Neurochemical mechanisms of recovery from peripheral vestibular lesions (vestibular compensation).

This paper reviews the literature relating to the neurochemical basis of vestibular compensation, a process of behavioral recovery which occurs following the removal of afferent input from one labyrinth (unilateral labyrinthectomy, UL). Although vestibular compensation is known to be correlated with a return of resting activity to the vestibular nucleus (VN) ipsilateral to the UL (the deafferented VN), the neurochemical mechanisms by which this neuronal recovery occurs, are unknown. At present, there is little evidence to support the hypothesis that denervation supersensitivity of excitatory amino acid, dopamine, norepinephrine or acetylcholine receptors in the deafferented VN, is responsible for vestibular compensation: binding studies for glutamate or acetylcholine do not support an upregulation of these receptor types. However, changes in the affinity or efficacy of these receptor complexes cannot be ruled out. There are still many neurotransmitter systems, such as serotonergic and histaminergic systems, which have not been investigated in relation to vestibular compensation. In several species it has been shown that treatment with adrenocorticotropic hormone, fragment 4-10 (ACTH-(4-10], can accelerate vestibular compensation. It is not clear how these drugs exert their effects.
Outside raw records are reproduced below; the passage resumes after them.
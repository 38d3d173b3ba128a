//! Holt's linear (additive trend, no seasonality) exponential smoothing.
//!
//! Recursions, with `y_t` the observation at step `t`:
//!
//! ```text
//! forecast_t = level_{t-1} + trend_{t-1}
//! level_t    = alpha * y_t + (1 - alpha) * (level_{t-1} + trend_{t-1})
//! trend_t    = beta * (level_t - level_{t-1}) + (1 - beta) * trend_{t-1}
//! ```
//!
//! Fitting minimises the in-sample sum of squared one-step errors over
//! `alpha`, `beta` and the initial level/trend. For fixed smoothing
//! parameters the one-step forecasts are linear in the initial state, so the
//! initial state is solved exactly by least squares and only the two
//! smoothing parameters are searched.

use analysis_core::{ForecastPoint, ForecastResult, SmoothingFit, TimeSeries};
use nalgebra::{Matrix2, Vector2};
use tracing::debug;

use crate::calendar::next_business_days;
use crate::error::ForecastError;

/// Forecast steps produced per symbol
pub const FORECAST_HORIZON: usize = 7;
/// Fewest observations the model is fitted on
pub const MIN_OBSERVATIONS: usize = 3;

const GRID_STEPS: usize = 20;
const REFINE_TOLERANCE: f64 = 1e-4;

/// A fitted model, holding the smoothed state after the last observation.
#[derive(Debug, Clone, Copy, PartialEq)]
pub struct HoltModel {
    pub alpha: f64,
    pub beta: f64,
    pub initial_level: f64,
    pub initial_trend: f64,
    pub level: f64,
    pub trend: f64,
    pub sse: f64,
}

#[derive(Debug, Clone, Copy)]
struct Candidate {
    alpha: f64,
    beta: f64,
    initial_level: f64,
    initial_trend: f64,
    sse: f64,
}

impl HoltModel {
    pub fn fit(data: &[f64]) -> Result<Self, ForecastError> {
        if data.len() < MIN_OBSERVATIONS {
            return Err(ForecastError::InsufficientData {
                required: MIN_OBSERVATIONS,
                actual: data.len(),
            });
        }
        if data.iter().any(|v| !v.is_finite()) {
            return Err(ForecastError::NonFinite);
        }

        let best = refine(data, grid_search(data));
        let (_, level, trend) = smooth(data, best.alpha, best.beta, best.initial_level, best.initial_trend);

        if !(best.sse.is_finite() && level.is_finite() && trend.is_finite()) {
            return Err(ForecastError::NonFinite);
        }

        debug!(
            "holt fit: alpha={:.4} beta={:.4} sse={:.4} over {} points",
            best.alpha,
            best.beta,
            best.sse,
            data.len()
        );

        Ok(Self {
            alpha: best.alpha,
            beta: best.beta,
            initial_level: best.initial_level,
            initial_trend: best.initial_trend,
            level,
            trend,
            sse: best.sse,
        })
    }

    /// Forecasts for steps `1..=steps` past the last observation.
    pub fn predict(&self, steps: usize) -> Vec<f64> {
        (1..=steps).map(|h| self.level + h as f64 * self.trend).collect()
    }

    pub fn summary(&self) -> SmoothingFit {
        SmoothingFit {
            alpha: self.alpha,
            beta: self.beta,
            initial_level: self.initial_level,
            initial_trend: self.initial_trend,
            sse: self.sse,
        }
    }
}

/// Runs the recursions, returning the one-step forecasts and the final level/trend.
fn smooth(data: &[f64], alpha: f64, beta: f64, level0: f64, trend0: f64) -> (Vec<f64>, f64, f64) {
    let mut level = level0;
    let mut trend = trend0;
    let mut forecasts = Vec::with_capacity(data.len());

    for &y in data {
        forecasts.push(level + trend);
        let prev_level = level;
        level = alpha * y + (1.0 - alpha) * (level + trend);
        trend = beta * (level - prev_level) + (1.0 - beta) * trend;
    }

    (forecasts, level, trend)
}

fn sum_squared_errors(data: &[f64], forecasts: &[f64]) -> f64 {
    data.iter()
        .zip(forecasts)
        .map(|(y, f)| (y - f).powi(2))
        .sum()
}

/// Least-squares initial level/trend for fixed smoothing parameters.
///
/// The forecasts decompose as `u_t * level0 + v_t * trend0 + w_t`, where
/// `w` is the run from a zero state and `u`, `v` are unit-state runs on a
/// zero series.
fn initial_state(data: &[f64], alpha: f64, beta: f64) -> Option<(f64, f64)> {
    let zeros = vec![0.0; data.len()];
    let (w, _, _) = smooth(data, alpha, beta, 0.0, 0.0);
    let (u, _, _) = smooth(&zeros, alpha, beta, 1.0, 0.0);
    let (v, _, _) = smooth(&zeros, alpha, beta, 0.0, 1.0);

    let mut normal = Matrix2::<f64>::zeros();
    let mut rhs = Vector2::<f64>::zeros();
    for t in 0..data.len() {
        let r = data[t] - w[t];
        normal[(0, 0)] += u[t] * u[t];
        normal[(0, 1)] += u[t] * v[t];
        normal[(1, 1)] += v[t] * v[t];
        rhs[0] += u[t] * r;
        rhs[1] += v[t] * r;
    }
    normal[(1, 0)] = normal[(0, 1)];

    let solution = normal.lu().solve(&rhs)?;
    (solution[0].is_finite() && solution[1].is_finite()).then(|| (solution[0], solution[1]))
}

fn evaluate(data: &[f64], alpha: f64, beta: f64) -> Candidate {
    let (initial_level, initial_trend) =
        initial_state(data, alpha, beta).unwrap_or((data[0], data[1] - data[0]));
    let (forecasts, _, _) = smooth(data, alpha, beta, initial_level, initial_trend);
    let sse = sum_squared_errors(data, &forecasts);

    Candidate {
        alpha,
        beta,
        initial_level,
        initial_trend,
        sse: if sse.is_finite() { sse } else { f64::INFINITY },
    }
}

fn grid_search(data: &[f64]) -> Candidate {
    let mut best: Option<Candidate> = None;
    for i in 0..=GRID_STEPS {
        for j in 0..=GRID_STEPS {
            let alpha = i as f64 / GRID_STEPS as f64;
            let beta = j as f64 / GRID_STEPS as f64;
            let candidate = evaluate(data, alpha, beta);
            if best.map_or(true, |b| candidate.sse < b.sse) {
                best = Some(candidate);
            }
        }
    }
    // The grid is never empty
    best.unwrap_or_else(|| evaluate(data, 0.5, 0.5))
}

/// Compass search around the best grid point, halving the step on failure.
fn refine(data: &[f64], start: Candidate) -> Candidate {
    let mut best = start;
    let mut step = 0.5 / GRID_STEPS as f64;

    while step > REFINE_TOLERANCE {
        let mut improved = false;
        for (da, db) in [(step, 0.0), (-step, 0.0), (0.0, step), (0.0, -step)] {
            let alpha = (best.alpha + da).clamp(0.0, 1.0);
            let beta = (best.beta + db).clamp(0.0, 1.0);
            if alpha == best.alpha && beta == best.beta {
                continue;
            }
            let candidate = evaluate(data, alpha, beta);
            if candidate.sse < best.sse {
                best = candidate;
                improved = true;
            }
        }
        if !improved {
            step /= 2.0;
        }
    }
    best
}

/// Produces the fixed-horizon business-day forecast for one series.
#[derive(Debug, Clone, Default)]
pub struct ForecastEngine;

impl ForecastEngine {
    pub fn new() -> Self {
        Self
    }

    pub fn horizon(&self) -> usize {
        FORECAST_HORIZON
    }

    pub fn forecast(&self, series: &TimeSeries) -> Result<ForecastResult, ForecastError> {
        let closes = series.closes();
        let last_date = series.last_date().ok_or(ForecastError::InsufficientData {
            required: MIN_OBSERVATIONS,
            actual: 0,
        })?;

        let model = HoltModel::fit(&closes)?;
        let values = model.predict(FORECAST_HORIZON);
        if values.iter().any(|v| !v.is_finite()) {
            return Err(ForecastError::NonFinite);
        }

        let points = next_business_days(last_date, FORECAST_HORIZON)
            .into_iter()
            .zip(values)
            .map(|(date, value)| ForecastPoint { date, value })
            .collect();

        Ok(ForecastResult {
            symbol: series.symbol().to_string(),
            points,
            fit: model.summary(),
        })
    }
}

#[cfg(test)]
mod tests {
    use super::*;
    use analysis_core::Bar;
    use approx::assert_relative_eq;
    use chrono::{Datelike, Duration, NaiveDate, Weekday};

    fn series(closes: &[f64]) -> TimeSeries {
        // Consecutive weekdays starting Monday 2025-01-06
        let dates = next_business_days(NaiveDate::from_ymd_opt(2025, 1, 5).unwrap(), closes.len());
        let bars = dates
            .into_iter()
            .zip(closes)
            .map(|(date, &close)| Bar {
                date,
                open: close,
                high: close,
                low: close,
                close,
                volume: 1.0,
            })
            .collect();
        TimeSeries::new("PYFA.JK", bars).unwrap()
    }

    fn noisy(n: usize) -> Vec<f64> {
        (0..n)
            .map(|i| 1000.0 + 3.0 * i as f64 + 25.0 * ((i as f64) * 1.7).sin())
            .collect()
    }

    #[test]
    fn test_too_few_points() {
        assert_eq!(
            HoltModel::fit(&[1.0, 2.0]),
            Err(ForecastError::InsufficientData { required: 3, actual: 2 })
        );
        assert!(HoltModel::fit(&[]).is_err());
    }

    #[test]
    fn test_non_finite_input() {
        assert_eq!(HoltModel::fit(&[1.0, f64::NAN, 3.0]), Err(ForecastError::NonFinite));
    }

    #[test]
    fn test_linear_series_extrapolates_exactly() {
        let data: Vec<f64> = (0..40).map(|i| 100.0 + 2.0 * i as f64).collect();
        let model = HoltModel::fit(&data).unwrap();

        assert!(model.sse < 1e-9);
        let forecast = model.predict(3);
        assert_relative_eq!(forecast[0], 180.0, epsilon = 1e-6);
        assert_relative_eq!(forecast[1], 182.0, epsilon = 1e-6);
        assert_relative_eq!(forecast[2], 184.0, epsilon = 1e-6);
    }

    #[test]
    fn test_constant_series_forecasts_constant() {
        let model = HoltModel::fit(&[50.0; 25]).unwrap();
        for value in model.predict(FORECAST_HORIZON) {
            assert_relative_eq!(value, 50.0, epsilon = 1e-6);
        }
    }

    #[test]
    fn test_parameters_stay_in_unit_interval() {
        let model = HoltModel::fit(&noisy(60)).unwrap();
        assert!((0.0..=1.0).contains(&model.alpha));
        assert!((0.0..=1.0).contains(&model.beta));
        assert!(model.sse.is_finite());
    }

    #[test]
    fn test_fit_beats_every_grid_point_with_naive_init() {
        let data = noisy(45);
        let model = HoltModel::fit(&data).unwrap();

        for (alpha, beta) in [(0.2, 0.1), (0.5, 0.5), (0.9, 0.05), (1.0, 0.0)] {
            let (forecasts, _, _) = smooth(&data, alpha, beta, data[0], data[1] - data[0]);
            assert!(model.sse <= sum_squared_errors(&data, &forecasts) + 1e-9);
        }
    }

    #[test]
    fn test_initial_state_is_least_squares_optimal() {
        let data = noisy(30);
        let (l0, b0) = initial_state(&data, 0.3, 0.2).unwrap();
        let base = {
            let (f, _, _) = smooth(&data, 0.3, 0.2, l0, b0);
            sum_squared_errors(&data, &f)
        };
        for (dl, db) in [(0.5, 0.0), (-0.5, 0.0), (0.0, 0.1), (0.0, -0.1)] {
            let (f, _, _) = smooth(&data, 0.3, 0.2, l0 + dl, b0 + db);
            assert!(sum_squared_errors(&data, &f) > base);
        }
    }

    #[test]
    fn test_fit_is_deterministic() {
        let data = noisy(50);
        assert_eq!(HoltModel::fit(&data).unwrap(), HoltModel::fit(&data).unwrap());
    }

    #[test]
    fn test_engine_produces_seven_business_days() {
        let result = ForecastEngine::new().forecast(&series(&noisy(40))).unwrap();

        assert_eq!(result.points.len(), FORECAST_HORIZON);
        assert_eq!(result.symbol, "PYFA.JK");

        let last = series(&noisy(40)).last_date().unwrap();
        assert!(result.points[0].date > last);
        assert!(result.points.windows(2).all(|w| w[0].date < w[1].date));
        assert!(result
            .points
            .iter()
            .all(|p| !matches!(p.date.weekday(), Weekday::Sat | Weekday::Sun)));
        assert!(result.points.iter().all(|p| p.value.is_finite()));
    }

    #[test]
    fn test_engine_dates_follow_last_bar() {
        // 11 weekdays from Monday 2025-01-06 end on Monday 2025-01-20
        let result = ForecastEngine::new().forecast(&series(&noisy(11))).unwrap();
        let last = NaiveDate::from_ymd_opt(2025, 1, 20).unwrap();
        assert_eq!(result.points[0].date, last + Duration::days(1));
        assert_eq!(result.points[6].date, last + Duration::days(9));
    }

    #[test]
    fn test_engine_rejects_short_series() {
        let err = ForecastEngine::new().forecast(&series(&[10.0, 11.0])).unwrap_err();
        assert_eq!(err, ForecastError::InsufficientData { required: 3, actual: 2 });
    }
}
In vitro electrophysiological studies have shown that VN neurons are capable of generating resting activity in the absence of their normal afferent inputs and it is possible that these neurons have pacemaker-like membrane characteristics which contribute to the regeneration of activity following UL. Recent biochemical studies have revealed changes in the phosphorylation patterns of a number of proteins during compensation. The possible relationship between these phosphorproteins and the synaptic or membrane changes which are responsible for vestibular compensation remains to be determined.